The first method, peak rectifier, is similar to hand made determination of the amplitude which one can perform on paper connecting successive peaks with a straight line or slowly decaying line. This method does not give smooth waveform and the accuracy of the method is not high. The second method using gives a smoother but not ideal representation. The dilemma arises how to select the cutting frequency of the low-pass filter. If we "cut" too low the high frequency components, we will get false ripples. If we "cut" too much, we will get inertial effects and the result will be slower then real changes of intensity.

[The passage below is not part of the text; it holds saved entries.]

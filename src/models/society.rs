//! Society (tenant) record and captain's-notes markup.

use serde::{Deserialize, Serialize};

/// One society row from the Societies sheet. Identified by a
/// case-insensitive match on `society_id`; read-only projection, never
/// mutated by this crate.
#[derive(Debug, Clone, Serialize, Deserialize, Default)]
pub struct Society {
    #[serde(rename = "societyId")]
    pub society_id: String,
    #[serde(rename = "societyName")]
    pub society_name: String,
    #[serde(rename = "contactPerson")]
    pub contact_person: String,
    #[serde(rename = "numberOfPlayers", default)]
    pub number_of_players: u32,
    #[serde(rename = "numberOfOutings", default)]
    pub number_of_outings: u32,
    #[serde(default)]
    pub status: String,
    #[serde(rename = "createdDate", default)]
    pub created_date: String,
    #[serde(rename = "captainsNotes", default)]
    pub captains_notes: String,
}

/// One rendered line of the captain's notes.
#[derive(Debug, Clone, PartialEq, Eq)]
pub enum NoteLine {
    Heading(String),
    Paragraph(Vec<NoteSpan>),
    Spacer,
}

/// A run of paragraph text, bold or plain.
#[derive(Debug, Clone, PartialEq, Eq)]
pub struct NoteSpan {
    pub bold: bool,
    pub text: String,
}

/// A line under this length that is entirely upper-case reads as a heading.
const HEADING_MAX_LEN: usize = 50;

impl Society {
    pub fn matches_id(&self, society_id: &str) -> bool {
        self.society_id.eq_ignore_ascii_case(society_id.trim())
    }

    /// Split the captain's notes into renderable lines: `**…**` lines and
    /// short all-caps lines are headings, blank lines are spacers, and
    /// everything else is a paragraph with inline `**bold**` runs.
    pub fn notes_lines(&self) -> Vec<NoteLine> {
        self.captains_notes
            .split(['\n'])
            .map(|line| parse_note_line(line.trim_end_matches('\r').trim()))
            .collect()
    }
}

fn parse_note_line(line: &str) -> NoteLine {
    if line.is_empty() {
        return NoteLine::Spacer;
    }
    if line.len() > 4 && line.starts_with("**") && line.ends_with("**") {
        return NoteLine::Heading(line.replace("**", ""));
    }
    let all_caps = line.len() < HEADING_MAX_LEN
        && line.chars().any(|c| c.is_ascii_alphabetic())
        && line
            .chars()
            .all(|c| c.is_ascii_uppercase() || c.is_whitespace());
    if all_caps {
        return NoteLine::Heading(line.to_string());
    }
    NoteLine::Paragraph(parse_spans(line))
}

/// Pair up `**…**` markers; unmatched markers stay literal text.
fn parse_spans(text: &str) -> Vec<NoteSpan> {
    let mut spans = Vec::new();
    let mut rest = text;
    while let Some(open) = rest.find("**") {
        match rest[open + 2..].find("**") {
            Some(close) if close > 0 => {
                let before = &rest[..open];
                if !before.is_empty() {
                    spans.push(NoteSpan {
                        bold: false,
                        text: before.to_string(),
                    });
                }
                spans.push(NoteSpan {
                    bold: true,
                    text: rest[open + 2..open + 2 + close].to_string(),
                });
                rest = &rest[open + 2 + close + 2..];
            }
            _ => break,
        }
    }
    if !rest.is_empty() {
        spans.push(NoteSpan {
            bold: false,
            text: rest.to_string(),
        });
    }
    spans
}

#[cfg(test)]
mod tests {
    use super::*;

    fn society_with_notes(notes: &str) -> Society {
        Society {
            society_id: "bgs".to_string(),
            captains_notes: notes.to_string(),
            ..Default::default()
        }
    }

    #[test]
    fn test_matches_id_case_insensitive() {
        let s = society_with_notes("");
        assert!(s.matches_id("BGS"));
        assert!(s.matches_id("  bgs  "));
        assert!(!s.matches_id("other"));
    }

    #[test]
    fn test_notes_headings_and_spacers() {
        let s = society_with_notes("**Welcome back**\n\nNEXT OUTING\nSee you at the first tee.");
        let lines = s.notes_lines();
        assert_eq!(lines[0], NoteLine::Heading("Welcome back".to_string()));
        assert_eq!(lines[1], NoteLine::Spacer);
        assert_eq!(lines[2], NoteLine::Heading("NEXT OUTING".to_string()));
        assert!(matches!(lines[3], NoteLine::Paragraph(_)));
    }

    #[test]
    fn test_notes_inline_bold() {
        let s = society_with_notes("Tee off at **10:30 sharp** please.");
        let lines = s.notes_lines();
        let NoteLine::Paragraph(spans) = &lines[0] else {
            panic!("expected paragraph");
        };
        assert_eq!(spans.len(), 3);
        assert!(!spans[0].bold);
        assert!(spans[1].bold);
        assert_eq!(spans[1].text, "10:30 sharp");
        assert_eq!(spans[2].text, " please.");
    }

    #[test]
    fn test_notes_unbalanced_markers_stay_literal() {
        let s = society_with_notes("price is 2 ** 3 euro");
        let NoteLine::Paragraph(spans) = &s.notes_lines()[0] else {
            panic!("expected paragraph");
        };
        assert_eq!(spans.len(), 1);
        assert_eq!(spans[0].text, "price is 2 ** 3 euro");
    }
}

Another method of estimation of amplitude is the reconstruction of the analytical signal using Hilbert filtration. In the above sentence we have introduced two new terms - Hilbert filtration and analytical signal. In order to explain them we need to go back to the pendulum analogy. Let us recall that in the pendulum there are two forms of energy , the kinetic related to movement and the potential related to position. Sound has also two forms of the energy but by using microphones we record one of them called sound-velocity or pressure. In order to evaluate the energy of the acoustic signal one needs to know both forms of energy. One solution would be to use a second type of microphone, however such an approach is not very efficient. Instead of conducting complicated measurements, we can use a mathematical transformation to get the dual form of the signal. The transformation is called Hilbert filtration. A pair of signals consisted of real measured waveforms, obtained from the filtration, can be used to create a complex signal called analytical form. The amplitude of the analytical signal is calculated as the square root of instantaneous power of both components. Using this method the estimated amplitude provides a correct information about the source of the signal, but only in cases when the signal is simple. Mathematical proofs have verified that the envelope, determined by the amplitude of the analytical signal, passes through all peaks of the real component. So it satisfies the assumption from which we started - it crosses the amplitude peaks. The advantage of this method is that there is no questions on how to cut the high frequency oscillations because the this method has no inertia.
However, the Hilbert filtration has limitations. If the signal has many peaks in the range of the period then the envelope will automatically pass through all such peaks. And in such cases the method will give a lot of false ripples. The method is limited only to simple signals.